1. Immune Modulatory Influences of calcitriol on mucosal immunity

    A vast majority of disease-causing infectious agents gain entry into susceptible hosts at a mucosal membrane surface of the respiratory, urogenital, nasal or gastrointestinal tracts. Consequently, a major goal to prevent infectious diseases is to develop vaccines capable of effectively inducing protective mucosal immunity. These responses would serve to reduce the transmission of pathogenic microorganisms that utilize the mucosa as their primary portal of entry. Traditionally, vaccine antigen application directly to mucosal sites has been needed to induce protective mucosal immunity. This route of immunization is quite ineffective, and presently requires the co-administration of noxious bacterial enterotoxins as mucosal adjuvants. Conventional systemic routes of vaccine administration, while capable of stimulating robust systemic immune responses, induce only minimal mucosal protection.
    We have discovered that vaccines containing calcitriol, the natural active form of vitamin D3, are able to co-stimulate the generation of both systemic and mucosal immunity following a subcutaneous route of delivery. Calcitriol addition to vaccines allows the myeloid dendritic cells (DCs) that incorporate antigens at the site of vaccination to bypass sequestration in the draining lymph node, enter the bloodstream, and ultimately localize into the classical sites for mucosal immunity induction (Peyers patches, mesenteric lymph nodes). The altered migration of antigen-containing DCs to the Peyers patch allows common mucosal immune responses to be effectively initiated. We are currently investigating the molecular processes affected by calcitriol that are involved in altering the normal trafficking patterns of DCs. We now appreciate that the mechanisms involved are physiological, and manifest themselves when 1α-hydroxylase, an activation-inducible enzyme in DCs and macrophages, converts the inactive circulating vitamin D3 precursor into the bioactive hormone.
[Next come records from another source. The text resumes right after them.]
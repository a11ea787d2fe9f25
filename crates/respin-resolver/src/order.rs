use std::collections::{BTreeMap, BTreeSet, HashSet};

use respin_core::CoordinatorError;

/// Orders `selected` (package → direct dependencies) so every package comes
/// after its dependencies. Edges to packages outside `selected` are ignored.
/// Independent packages come out in name order.
pub(crate) fn topo_order(
    selected: &BTreeMap<String, BTreeSet<String>>,
) -> Result<Vec<String>, CoordinatorError> {
    let mut reverse: BTreeMap<&str, BTreeSet<&str>> = BTreeMap::new();
    let mut in_degree: BTreeMap<&str, usize> = BTreeMap::new();

    for (name, dependencies) in selected {
        let mut degree = 0;
        for dep_name in dependencies {
            if !selected.contains_key(dep_name) {
                continue;
            }
            degree += 1;
            reverse
                .entry(dep_name.as_str())
                .or_default()
                .insert(name.as_str());
        }
        in_degree.insert(name.as_str(), degree);
    }

    let mut ready: BTreeSet<&str> = in_degree
        .iter()
        .filter_map(|(name, degree)| (*degree == 0).then_some(*name))
        .collect();
    let mut ordered = Vec::with_capacity(selected.len());

    while let Some(next) = ready.pop_first() {
        ordered.push(next.to_string());
        if let Some(children) = reverse.get(next) {
            for child in children {
                if let Some(degree) = in_degree.get_mut(child) {
                    *degree = degree.saturating_sub(1);
                    if *degree == 0 {
                        ready.insert(*child);
                    }
                }
            }
        }
    }

    if ordered.len() != selected.len() {
        let ordered_set: HashSet<&str> = ordered.iter().map(String::as_str).collect();
        let members = selected
            .keys()
            .filter(|name| !ordered_set.contains(name.as_str()))
            .cloned()
            .collect::<Vec<_>>();
        return Err(CoordinatorError::Cycle { members });
    }

    Ok(ordered)
}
2. Glucocorticoid control of macrophage activities

We recently discovered that glucocorticoids (GCs), in addition to their well-researched suppressive effects on inflammatory processes, also play an important role during development in regulating macrophage sensitivity to stimulators of inflammation. The suppressive effects of exogenously added GCs on inflammatory processes generally require high levels of added hormone and activation of the glucocorticoid receptor. Basal levels of GCs, possibly through their capacity to also activate the mineralocorticoid receptor, seem to affect the set-point control of responsiveness that occurs during myeloid cell development. Our long term objectives are to fully characterize the molecular mechanisms responsible for this modulatory process. Our recent findings implicate the phosphatase SHIP-1 and its ability to negatively regulate the phosphatidylinositol-3-kinase-AKT pathway in this process.

3. Molecular mechanisms responsible for immunosenescence

    We previously established that abnormalities in the regulation of inflammatory responses accompanies, and may be responsible for, many of the adverse events that occur during the aging process. Observed depressions in immune function, and the increased incidence of osteoporosis, cardiovascular and rheumatic diseases, diabetes, and many forms of cancer all share linkages to biochemical and cellular processes resulting from abnormal control over inflammation and inflammatory processes. The molecular mechanisms responsible for such dysregulations are under active investigation, and appear to involve alterations in the activities of certain transcription factors and signaling systems, especially those whose activities are redox regulated like nuclear factor kappa B (NFκB) and the mitogen activated protein (MAP) kinase cascade. The age-associated overproduction of inflammatory cytokines and mediators that occur in the elderly subsequent to infection or trauma appear to be linked to a breakdown in control over NFκB activation and other essential signal transduction processes. We are presently evaluating a number of therapeutic interventions for their capacity to reduce cellular oxidative stress, and influence immune competence.